Three different district court judges (in three different jurisdictions) ruled on separate aspects of the case. First, Judge Cooper of the Central District of California agreed with MLBPA and CDT and ordered the samples and test results returned. Second, plaintiff CDT’s motion requiring the return of samples taken from Quest Diagnostics in Nevada was granted by Judge Mahan of the District of Nevada. Third, Judge Illston of the Northern District of California ordered that the government’s most recent subpoenas be quashed. Despite three adverse rulings at the district court level, the federal government appealed to the Ninth Circuit in a later-consolidated case.
 
In ruling against the government, the Ninth Circuit highlighted the findings of the district judges.
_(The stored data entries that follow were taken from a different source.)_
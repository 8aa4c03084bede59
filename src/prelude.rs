//! Convenient re-exports for common quotagate types.
pub use crate::{
    admin::{ConfigApi, QuotaBody, QuotaRequest, Upsert},
    clock::{Clock, ManualClock, MonotonicClock},
    decision::{Decision, DecisionEngine, MAX_STALE_RETRIES},
    error::QuotaError,
    quota::{InMemoryQuotaStore, LimitPer, QuotaStore},
    rate_limit::{InMemoryWindowStore, QuotaLayer, WindowAlgorithm, WindowStore},
    telemetry::{LogSink, MemorySink, QuotaEvent, TelemetrySink},
};
//! Error types for quota configuration and accounting
use thiserror::Error;

/// Unified error type for the quota store, the accounting table and the engine.
///
/// Quota and unknown-user rejections are *not* errors: they are ordinary
/// [`Decision`](crate::decision::Decision) outcomes.
#[derive(Debug, Clone, PartialEq, Eq, Error)]
pub enum QuotaError {
    /// Malformed quota, rejected before anything is stored.
    #[error("invalid quota config: {reason}")]
    InvalidConfig { reason: String },
    /// No configuration exists for the user.
    #[error("rate-limit config for '{user_id}' not found")]
    NotFound { user_id: String },
    /// Accounting or configuration state could not be consulted.
    #[error("quota storage unavailable: {0}")]
    Storage(String),
}

impl QuotaError {
    pub(crate) fn invalid(reason: impl Into<String>) -> Self {
        Self::InvalidConfig { reason: reason.into() }
    }

    pub(crate) fn not_found(user_id: &str) -> Self {
        Self::NotFound { user_id: user_id.to_string() }
    }

    /// Check if this error is a validation failure.
    pub fn is_invalid_config(&self) -> bool {
        matches!(self, Self::InvalidConfig { .. })
    }

    /// Check if this error means the user has no configuration.
    pub fn is_not_found(&self) -> bool {
        matches!(self, Self::NotFound { .. })
    }

    /// Check if this error is an internal storage fault.
    pub fn is_storage(&self) -> bool {
        matches!(self, Self::Storage(_))
    }
}
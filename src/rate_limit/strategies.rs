use crate::rate_limit::{Admission, Budget, WindowAlgorithm, WindowSnapshot, WindowState};
use std::time::Duration;

/// Count one request against `state` under `algorithm`.
///
/// Callers hold exclusive access to `state` for the duration of the call; the
/// read-modify-write below is only atomic because of that.
pub fn admit(algorithm: WindowAlgorithm, state: &mut WindowState, budget: &Budget, now: u64) -> Admission {
    state.last_seen = state.last_seen.max(now);
    match algorithm {
        WindowAlgorithm::FixedWindow => FixedWindow::admit(state, budget, now),
        WindowAlgorithm::SlidingWindowCounter => SlidingWindowCounter::admit(state, budget, now),
    }
}

/// What `admit` would see right now, without counting anything.
pub fn snapshot(algorithm: WindowAlgorithm, state: &WindowState, budget: &Budget, now: u64) -> WindowSnapshot {
    let mut view = *state;
    match algorithm {
        WindowAlgorithm::FixedWindow => {
            FixedWindow::roll(&mut view, budget, now);
            WindowSnapshot {
                remaining: budget.limit.saturating_sub(view.count),
                reset_after: window_left(&view, budget, now),
            }
        }
        WindowAlgorithm::SlidingWindowCounter => {
            SlidingWindowCounter::roll(&mut view, budget, now);
            WindowSnapshot {
                remaining: SlidingWindowCounter::remaining(&view, budget, now),
                reset_after: window_left(&view, budget, now),
            }
        }
    }
}

fn window_len(budget: &Budget) -> u64 {
    // A zero-length window would roll over on every request and never deny.
    budget.window_millis.max(1)
}

fn window_left(state: &WindowState, budget: &Budget, now: u64) -> Duration {
    let end = state.window_start.saturating_add(window_len(budget));
    Duration::from_millis(end.saturating_sub(now))
}

/// Fixed-window counter: one count and one start timestamp per user.
///
/// A client can get up to `2 * limit - 1` requests through across a window edge;
/// that burst is the price of O(1) state.
pub struct FixedWindow;

impl FixedWindow {
    fn roll(state: &mut WindowState, budget: &Budget, now: u64) {
        let window = window_len(budget);
        let elapsed = now.saturating_sub(state.window_start);
        if elapsed >= window {
            state.previous_count = if elapsed < window.saturating_mul(2) { state.count } else { 0 };
            state.count = 0;
            state.window_start = now;
        }
    }

    fn admit(state: &mut WindowState, budget: &Budget, now: u64) -> Admission {
        Self::roll(state, budget, now);
        let reset_after = window_left(state, budget, now);
        if state.count < budget.limit {
            state.count += 1;
            Admission::Allowed { remaining: budget.limit - state.count, reset_after }
        } else {
            Admission::Denied { retry_after: reset_after.max(Duration::from_millis(1)) }
        }
    }
}

/// Sliding-window counter: estimates the rolling count as
/// `previous * (window - elapsed) / window + current`.
///
/// Windows stay aligned to multiples of the window length so the weighting
/// reflects real overlap.
pub struct SlidingWindowCounter;

impl SlidingWindowCounter {
    fn roll(state: &mut WindowState, budget: &Budget, now: u64) {
        let window = window_len(budget);
        let elapsed = now.saturating_sub(state.window_start);
        if elapsed >= window {
            let windows = elapsed / window;
            state.previous_count = if windows == 1 { state.count } else { 0 };
            state.count = 0;
            state.window_start = state.window_start.saturating_add(windows.saturating_mul(window));
        }
    }

    /// Estimated count scaled by the window length, to stay in integers.
    fn weighted(state: &WindowState, budget: &Budget, now: u64) -> u128 {
        let window = u128::from(window_len(budget));
        let elapsed = u128::from(now.saturating_sub(state.window_start)).min(window);
        u128::from(state.previous_count) * (window - elapsed) + u128::from(state.count) * window
    }

    fn remaining(state: &WindowState, budget: &Budget, now: u64) -> u32 {
        let window = u128::from(window_len(budget));
        let used = Self::weighted(state, budget, now).div_ceil(window);
        u32::try_from(u128::from(budget.limit).saturating_sub(used)).unwrap_or(0)
    }

    fn admit(state: &mut WindowState, budget: &Budget, now: u64) -> Admission {
        Self::roll(state, budget, now);
        let window = window_len(budget);
        let capacity = u128::from(budget.limit) * u128::from(window);
        if Self::weighted(state, budget, now) < capacity {
            state.count += 1;
            return Admission::Allowed {
                remaining: Self::remaining(state, budget, now),
                reset_after: window_left(state, budget, now),
            };
        }

        let retry_after = if state.count >= budget.limit || state.previous_count == 0 {
            window_left(state, budget, now)
        } else {
            // Solve previous * (window - t) < (limit - count) * window for the
            // first elapsed time t at which one more request fits.
            let headroom = u128::from(budget.limit - state.count) * u128::from(window);
            let shrink = headroom / u128::from(state.previous_count);
            let target = u128::from(window).saturating_sub(shrink) + 1;
            let elapsed = u128::from(now.saturating_sub(state.window_start));
            Duration::from_millis(u64::try_from(target.saturating_sub(elapsed)).unwrap_or(u64::MAX))
        };
        Admission::Denied { retry_after: retry_after.max(Duration::from_millis(1)) }
    }
}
For example, the per curiam opinion quoted Judge Cooper’s conclusion that “[t]he government demonstrated a callous disregard for the rights of those persons whose records were seized and searched outside the warrant” (p. 13948). Similarly, the opinion cited Judge Mahan’s determination that “[t]he government callously disregarded the affected players’ constitutional rights” (p. 13949). In sum, the Ninth Circuit found that “[t]he government had no such independent basis to retain the test results of other than the ten players specified in the warrant… [t]his was an obvious case of deliberate overreaching by the government in an effort to seize data as to which it lacked probable cause” (p. 13950-52).
 
The Kozinski concurrence provides five-fold “guidance” on the “plain view” doctrine in electronic era Fourth Amendment jurisprudence. First, according to Kozinski, the government should waive reliance on the plain view doctrine in e-evidence cases. Second, electronic data should be segregated and/or redacted by specialized personnel or independent third parties. Third, warrants and subpoenas should outline the risks of information destruction and prior attempts to seize such information. Fourth, only case agents should see the information pertaining to that which they had probable cause to search. Fifth, the government should be required to destroy or return all evidence that does not specifically pertain to the initial warrants.
 
The court’s decision has at least two implications. One of the first cases it could influence is another sports-related case – the upcoming perjury trial for Barry Bonds. Much of the evidence against Bonds has been in danger of being thrown out of court for various reasons. One of the most important remaining pieces of evidence against Bonds is a supposedly positive urine test that was seized during the government’s searches at Quest Diagnostics and CDT. Bonds may cite this case as precedent mandating that such evidence be deemed inadmissible. Another implication is the effect this case will have on the seizure of digital evidence moving forward. The Kozinski concurrence outlines guidelines to be implemented. However, as a mere concurrence, the opinion is not binding on future evidentiary rulings. It is only advisory. Whether other courts follow such guidelines is yet to be determined.
 
Alan J. French is a Sports Management and English major at Florida State University. Ryan M. Rodenberg is an assistant professor of sports law analytics at Florida State University. 2011 © French and Rodenberg.